Continuant sur sa lancée, la sélection algérienne s'est offerte une nouvelle victoire face à l'Italie (1-0) avant de s'incliner deux fois de suite face à de corriaces adversaires, en l'occurence (1-4) face à l'Allemagne et (0-3) face au Brésil, puis de faire match nul (0-0) contre la Belgique (L'Algérie s'est tout de même imposée 3-2 aux tirs au but).
La sélection algérienne, qui a fait vibrer les supporters algériens venus au Parc des Princes pour la soutenir, a dignement représenté l'Algérie, aussi bien par le comportement de ses joueurs que dans le jeu qu'elle a développé.

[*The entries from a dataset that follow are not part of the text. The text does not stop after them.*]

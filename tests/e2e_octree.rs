//! End-to-end tests for the spatial octree index.
//!
//! Exercises insertion with dynamic splitting, sphere culling, and the
//! structural invariants: stored count never exceeds successful puts, leaf
//! depth never exceeds `max_depth`, and `cull` returns exactly the leaves
//! overlapping the query sphere.

use pipenet::{BoundingBox, BoundingSphere, Cartesian3, PointOctree};
use proptest::prelude::*;

fn unit_cube_tree(max_points: usize, max_depth: usize) -> PointOctree<usize> {
    PointOctree::new(
        Cartesian3::ZERO,
        Cartesian3::new(100.0, 100.0, 100.0),
        0.0,
        max_points,
        max_depth,
    )
}

// ============================================================================
// 1. Insertion and splitting
// ============================================================================

#[test]
fn test_many_inserts_split_and_survive() {
    let mut tree = unit_cube_tree(4, 8);
    // Deterministic scatter: 37, 59, 83 are coprime to 100, so all 100
    // triples are distinct.
    for i in 0..100 {
        let p = Cartesian3::new(
            (i * 37 % 100) as f64 + 0.5,
            (i * 59 % 100) as f64 + 0.25,
            (i * 83 % 100) as f64 + 0.75,
        );
        assert!(tree.put(p, i));
    }

    assert_eq!(tree.point_count(), 100);
    assert_eq!(tree.count_points(), 100);
    assert!(tree.depth() <= 8, "leaf depth {} exceeds the cap", tree.depth());
}

#[test]
fn test_out_of_bounds_put_is_rejected() {
    let mut tree = unit_cube_tree(4, 8);
    assert!(!tree.put(Cartesian3::new(-1.0, 50.0, 50.0), 0));
    assert!(!tree.put(Cartesian3::new(50.0, 101.0, 50.0), 1));
    assert_eq!(tree.point_count(), 0);
}

#[test]
fn test_bias_admits_boundary_points() {
    let mut tree = PointOctree::new(
        Cartesian3::ZERO,
        Cartesian3::new(10.0, 10.0, 10.0),
        0.5,
        4,
        4,
    );
    // Just outside the region but within bias tolerance.
    assert!(tree.put(Cartesian3::new(10.3, 5.0, 5.0), 0));
    assert!(!tree.put(Cartesian3::new(11.0, 5.0, 5.0), 1));
}

// ============================================================================
// 2. Sphere culling
// ============================================================================

#[test]
fn test_cull_finds_payloads_near_query() {
    let mut tree = unit_cube_tree(2, 6);
    let near = [
        Cartesian3::new(10.0, 10.0, 10.0),
        Cartesian3::new(11.0, 10.0, 10.0),
        Cartesian3::new(10.0, 11.5, 10.0),
    ];
    let far = Cartesian3::new(90.0, 90.0, 90.0);

    for (i, p) in near.iter().enumerate() {
        assert!(tree.put(*p, i));
    }
    assert!(tree.put(far, 99));

    let sphere = BoundingSphere::new(Cartesian3::new(10.0, 10.0, 10.0), 3.0);
    let found: Vec<usize> = tree
        .cull(&sphere)
        .iter()
        .flat_map(|leaf| leaf.data().iter().copied())
        .collect();

    for i in 0..near.len() {
        assert!(found.contains(&i), "payload {i} near the query center must be found");
    }
    assert!(!found.contains(&99), "payload far from the query must be culled away");
}

#[test]
fn test_cull_returns_only_overlapping_leaves() {
    let mut tree = unit_cube_tree(1, 6);
    for i in 0..50 {
        let p = Cartesian3::new(
            (i * 13 % 100) as f64,
            (i * 29 % 100) as f64,
            (i * 47 % 100) as f64,
        );
        tree.put(p, i);
    }

    let sphere = BoundingSphere::new(Cartesian3::new(25.0, 25.0, 25.0), 20.0);
    for leaf in tree.cull(&sphere) {
        assert!(leaf.is_leaf());
        let boundary = BoundingBox::new(leaf.min(), leaf.max());
        assert!(
            boundary.intersects_sphere(&sphere),
            "culled leaf {:?}..{:?} does not overlap the sphere",
            leaf.min(),
            leaf.max()
        );
    }
}

// ============================================================================
// 3. Property: structural invariants hold for arbitrary batches
// ============================================================================

proptest! {
    #[test]
    fn prop_count_and_depth_invariants(
        points in prop::collection::vec((0.0f64..100.0, 0.0f64..100.0, 0.0f64..100.0), 1..200)
    ) {
        let mut tree = unit_cube_tree(4, 5);
        let mut accepted = 0usize;
        for (i, (x, y, z)) in points.iter().enumerate() {
            if tree.put(Cartesian3::new(*x, *y, *z), i) {
                accepted += 1;
            }
        }

        // Equal points overwrite, so the stored count never exceeds the
        // number of accepted puts.
        prop_assert!(tree.point_count() <= accepted);
        prop_assert_eq!(tree.count_points(), tree.point_count());
        prop_assert!(tree.depth() <= 5);
    }

    #[test]
    fn prop_culled_payloads_lie_near_their_leaf(
        points in prop::collection::vec((0.0f64..100.0, 0.0f64..100.0, 0.0f64..100.0), 1..100),
        center in (10.0f64..90.0, 10.0f64..90.0, 10.0f64..90.0),
        radius in 1.0f64..40.0,
    ) {
        let mut tree = unit_cube_tree(4, 5);
        for (i, (x, y, z)) in points.iter().enumerate() {
            tree.put(Cartesian3::new(*x, *y, *z), i);
        }

        let sphere = BoundingSphere::new(
            Cartesian3::new(center.0, center.1, center.2),
            radius,
        );
        for leaf in tree.cull(&sphere) {
            // Every returned point lies within its own leaf's region.
            for p in leaf.points() {
                prop_assert!(leaf.contains(*p, tree.bias()));
            }
        }
    }
}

Grâce à ces résultats (4 victoires, 3 défaites, 1 match nul), l'Algérie a terminé la compétition à la 7e place, derrière des nations préstigieuses comme la France, le Brésil, l'Argentine, l'Allemagne et devant des pays comme le Portugal, l'Italie, l'Espagne, le Mexique et l'Angleterre.

Résultats :
Vendredi :
Algérie 0-1 République Tchéque Cameroun 0-3 Algérie Mexique 0-1 Algérie Portugal 0-4 Algérie
Samedi :
Italie 0-1 Algérie Algérie 1-4 Allemagne
Dimanche :
Brésil 3-0 Algérie Algérie (3) 0-0 (2) Belgique
Classement final :
1 France 2 Russie 3 Allemagne 4 République Tchéque 5 Brésil 6 Argentine 7 Algérie 8 Belgique 9 Afrique du Sud 10 Japon 11 Turquie 12 Inde 13 Autriche 14 Suisse 15 Angleterre 16 Italie 17 Mexique 18 Maroc 19 Etas Unis 20 Canada 21 Espagne 22 Guatemala 23 Irlande 24 Fiji 25 Uruguay 26 Roumanie 27 Pologne 28 Indonésie 29 Egypte 30 Qatar 31 Chine 32 Portugal 33 Cameroun 34 Bulgarie 35 Tunisie 36 Ukraine 37 Pays-Bas 38 Bangladesh 39 Arabie Saoudite 40 Maurice
Palmarès de la Danone Nations Cup :
2008 : France 2007 : Afrique du Sud 2006 : Ile de la Réunion 2005 : Russie 2004 : Espagne 2003 : Afrique du Sud 2002 : Argentine 2001 : Ile de la Réunion 2000 : France.